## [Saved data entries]

BEGIN

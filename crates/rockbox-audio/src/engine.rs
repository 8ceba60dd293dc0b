use std::path::Path;
use std::time::Duration;

use async_trait::async_trait;
use serde::{Deserialize, Serialize};
use thiserror::Error;

#[derive(Debug, Error)]
pub enum AudioError {
    #[error("HTTP error: {0}")]
    Http(String),
    #[error("engine rejected {command}: status {status}")]
    Rejected { command: String, status: u16 },
    #[error("unexpected engine response: {0}")]
    Decode(String),
    #[error("Configuration error: {0}")]
    Config(String),
}

/// Where the engine currently is inside the loaded track.
#[derive(Debug, Clone, Copy, Default, PartialEq, Eq, Serialize, Deserialize)]
pub struct EnginePosition {
    /// Milliseconds into the track.
    pub elapsed: u64,
    /// Byte offset into the file.
    pub offset: u64,
}

/// Operations the native audio engine must provide.
///
/// The engine is a collaborator: it decodes and plays one track at a time and
/// knows nothing about playlists or the play/pause state machine, which are
/// owned by the bridge's playback domain.
#[async_trait]
pub trait AudioEngine: Send + Sync {
    /// Load `path` and start playing at the given position.
    async fn play(&self, path: &Path, elapsed_ms: u64, offset: u64) -> Result<(), AudioError>;

    async fn pause(&self) -> Result<(), AudioError>;

    async fn resume(&self) -> Result<(), AudioError>;

    async fn stop(&self) -> Result<(), AudioError>;

    /// Jump to `elapsed_ms` inside the loaded track.
    async fn seek(&self, elapsed_ms: u64) -> Result<(), AudioError>;

    async fn position(&self) -> Result<EnginePosition, AudioError>;

    /// Drop buffered track data so the next read picks up fresh metadata.
    async fn flush_and_reload_tracks(&self) -> Result<(), AudioError>;

    /// Apply a sound setting (volume, balance, bass, ...) to the output stage.
    async fn set_sound(&self, setting: &str, value: i32) -> Result<(), AudioError>;

    /// Apply a pitch in tenths of a percent.
    async fn set_pitch(&self, pitch: i32) -> Result<(), AudioError>;

    /// Mix a sine beep into the output.
    async fn beep(&self, frequency_hz: u32, duration_ms: u32, amplitude: u32) -> Result<(), AudioError>;

    /// Shrink the PCM buffer for interactive sounds.
    async fn set_low_latency(&self, enabled: bool) -> Result<(), AudioError>;
}

// ─── HTTP engine ────────────────────────────────────────────────────

/// Connection settings for the Rockbox daemon's HTTP control port.
#[derive(Debug, Clone)]
pub struct EngineConfig {
    pub host: String,
    pub port: u16,
    pub timeout_secs: u64,
}

impl Default for EngineConfig {
    fn default() -> Self {
        Self {
            host: "127.0.0.1".to_string(),
            port: 6063,
            timeout_secs: 10,
        }
    }
}

impl EngineConfig {
    pub fn from_env() -> Self {
        let defaults = Self::default();
        Self {
            host: std::env::var("ROCKBOX_HOST").unwrap_or(defaults.host),
            port: std::env::var("ROCKBOX_TCP_PORT")
                .ok()
                .and_then(|v| v.parse().ok())
                .unwrap_or(defaults.port),
            timeout_secs: std::env::var("ROCKBOX_HTTP_TIMEOUT_SECS")
                .ok()
                .and_then(|v| v.parse().ok())
                .unwrap_or(defaults.timeout_secs),
        }
    }

    pub fn base_url(&self) -> String {
        format!("http://{}:{}", self.host, self.port)
    }
}

#[derive(Deserialize)]
struct FilePosition {
    position: u64,
    #[serde(default)]
    elapsed: u64,
}

/// Engine adapter that drives the Rockbox daemon over HTTP.
#[derive(Debug, Clone)]
pub struct HttpEngine {
    client: reqwest::Client,
    base_url: url::Url,
}

impl HttpEngine {
    pub fn new(config: &EngineConfig) -> Result<Self, AudioError> {
        Self::with_base_url(&config.base_url(), config.timeout_secs)
    }

    pub fn with_base_url(base_url: &str, timeout_secs: u64) -> Result<Self, AudioError> {
        let base_url = url::Url::parse(base_url)
            .map_err(|e| AudioError::Config(format!("invalid engine url {base_url}: {e}")))?;
        let client = reqwest::Client::builder()
            .timeout(Duration::from_secs(timeout_secs))
            .build()
            .map_err(|e| AudioError::Config(e.to_string()))?;
        Ok(Self { client, base_url })
    }

    fn url(&self, endpoint: &str, query: &[(&str, String)]) -> Result<url::Url, AudioError> {
        let mut url = self
            .base_url
            .join(endpoint)
            .map_err(|e| AudioError::Config(e.to_string()))?;
        if !query.is_empty() {
            url.query_pairs_mut()
                .extend_pairs(query.iter().map(|(k, v)| (*k, v.as_str())));
        }
        Ok(url)
    }

    async fn command(&self, endpoint: &str, query: &[(&str, String)]) -> Result<(), AudioError> {
        let url = self.url(endpoint, query)?;
        let resp = self
            .client
            .put(url)
            .send()
            .await
            .map_err(|e| AudioError::Http(e.to_string()))?;

        if !resp.status().is_success() {
            return Err(AudioError::Rejected {
                command: endpoint.to_string(),
                status: resp.status().as_u16(),
            });
        }
        tracing::debug!(command = %endpoint, "engine command accepted");
        Ok(())
    }
}

#[async_trait]
impl AudioEngine for HttpEngine {
    async fn play(&self, path: &Path, elapsed_ms: u64, offset: u64) -> Result<(), AudioError> {
        self.command(
            "play",
            &[
                ("path", path.to_string_lossy().into_owned()),
                ("elapsed", elapsed_ms.to_string()),
                ("offset", offset.to_string()),
            ],
        )
        .await
    }

    async fn pause(&self) -> Result<(), AudioError> {
        self.command("pause", &[]).await
    }

    async fn resume(&self) -> Result<(), AudioError> {
        self.command("resume", &[]).await
    }

    async fn stop(&self) -> Result<(), AudioError> {
        self.command("stop", &[]).await
    }

    async fn seek(&self, elapsed_ms: u64) -> Result<(), AudioError> {
        self.command("ff_rewind", &[("newtime", elapsed_ms.to_string())])
            .await
    }

    async fn position(&self) -> Result<EnginePosition, AudioError> {
        let url = self.url("file_position", &[])?;
        let resp = self
            .client
            .get(url)
            .send()
            .await
            .map_err(|e| AudioError::Http(e.to_string()))?;
        if !resp.status().is_success() {
            return Err(AudioError::Rejected {
                command: "file_position".into(),
                status: resp.status().as_u16(),
            });
        }
        let body = resp
            .json::<FilePosition>()
            .await
            .map_err(|e| AudioError::Decode(e.to_string()))?;
        Ok(EnginePosition {
            elapsed: body.elapsed,
            offset: body.position,
        })
    }

    async fn flush_and_reload_tracks(&self) -> Result<(), AudioError> {
        self.command("flush_and_reload_tracks", &[]).await
    }

    async fn set_sound(&self, setting: &str, value: i32) -> Result<(), AudioError> {
        self.command(&format!("sound/{setting}"), &[("value", value.to_string())])
            .await
    }

    async fn set_pitch(&self, pitch: i32) -> Result<(), AudioError> {
        self.command("pitch", &[("value", pitch.to_string())]).await
    }

    async fn beep(&self, frequency_hz: u32, duration_ms: u32, amplitude: u32) -> Result<(), AudioError> {
        self.command(
            "beep",
            &[
                ("frequency", frequency_hz.to_string()),
                ("duration", duration_ms.to_string()),
                ("amplitude", amplitude.to_string()),
            ],
        )
        .await
    }

    async fn set_low_latency(&self, enabled: bool) -> Result<(), AudioError> {
        self.command("pcmbuf/low_latency", &[("enabled", enabled.to_string())])
            .await
    }
}
use sea_orm::{ConnectOptions, ConnectionTrait, Database, DatabaseConnection, DbErr, Schema};
use std::env;
use std::path::PathBuf;
use std::time::Duration;

pub mod entities;
pub mod index;

/// Re-export for convenience
pub use sea_orm;

pub use index::{Album, Artist, Library, LibraryIndex, Track};

/// Directory holding the library database, playlist control file and settings.
///
/// `ROCKBOX_DATA_DIR`, falling back to `$HOME/.config/rockbox.org`.
pub fn data_dir() -> PathBuf {
    if let Ok(dir) = env::var("ROCKBOX_DATA_DIR") {
        return PathBuf::from(dir);
    }
    let home = env::var("HOME").unwrap_or_else(|_| ".".to_string());
    PathBuf::from(home).join(".config").join("rockbox.org")
}

#[derive(Debug, Clone)]
pub struct DatabaseConfig {
    pub url: String,
    pub max_connections: u32,
    pub min_connections: u32,
    pub connect_timeout_secs: u64,
    pub idle_timeout_secs: u64,
}

impl DatabaseConfig {
    pub fn from_env() -> Self {
        let url = env::var("DATABASE_URL").unwrap_or_else(|_| {
            format!(
                "sqlite://{}?mode=rwc",
                data_dir().join("rockbox-library.db").display()
            )
        });

        Self {
            url,
            max_connections: env::var("DB_MAX_CONNECTIONS")
                .ok()
                .and_then(|v| v.parse().ok())
                .unwrap_or(5),
            min_connections: env::var("DB_MIN_CONNECTIONS")
                .ok()
                .and_then(|v| v.parse().ok())
                .unwrap_or(1),
            connect_timeout_secs: env::var("DB_CONNECT_TIMEOUT")
                .ok()
                .and_then(|v| v.parse().ok())
                .unwrap_or(8),
            idle_timeout_secs: env::var("DB_IDLE_TIMEOUT")
                .ok()
                .and_then(|v| v.parse().ok())
                .unwrap_or(300),
        }
    }

    /// Single-connection in-memory database, used by tests and dry runs.
    pub fn in_memory() -> Self {
        Self {
            url: "sqlite::memory:".to_string(),
            max_connections: 1,
            min_connections: 1,
            connect_timeout_secs: 8,
            idle_timeout_secs: 300,
        }
    }
}

/// Connect to the database and return a connection pool
pub async fn connect(config: &DatabaseConfig) -> Result<DatabaseConnection, DbErr> {
    let mut opt = ConnectOptions::new(&config.url);
    opt.max_connections(config.max_connections)
        .min_connections(config.min_connections)
        .connect_timeout(Duration::from_secs(config.connect_timeout_secs))
        .idle_timeout(Duration::from_secs(config.idle_timeout_secs))
        .sqlx_logging(true)
        .sqlx_logging_level(log::LevelFilter::Debug);

    Database::connect(opt).await
}

/// Create the artist, album and track tables if they are missing.
pub async fn create_schema(db: &DatabaseConnection) -> Result<(), DbErr> {
    let backend = db.get_database_backend();
    let schema = Schema::new(backend);

    let mut statements = [
        schema.create_table_from_entity(entities::artist::Entity),
        schema.create_table_from_entity(entities::album::Entity),
        schema.create_table_from_entity(entities::track::Entity),
    ];
    for stmt in statements.iter_mut() {
        stmt.if_not_exists();
        db.execute(backend.build(&*stmt)).await?;
    }

    tracing::debug!("library schema ready");
    Ok(())
}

END

## [Aim of the exercise]
When the line containing "is inside the loaded track." is reached, include it and stop. Until then, output each line of the entries exactly as given, starting from the first.

## [Answer for the task]
filename crates/rockbox-audio/src/engine.rs
repository 8ceba60dd293dc0b
use std::path::Path;
use std::time::Duration;

use async_trait::async_trait;
use serde::{Deserialize, Serialize};
use thiserror::Error;

#[derive(Debug, Error)]
pub enum AudioError {
    #[error("HTTP error: {0}")]
    Http(String),
    #[error("engine rejected {command}: status {status}")]
    Rejected { command: String, status: u16 },
    #[error("unexpected engine response: {0}")]
    Decode(String),
    #[error("Configuration error: {0}")]
    Config(String),
}

/// Where the engine currently is inside the loaded track.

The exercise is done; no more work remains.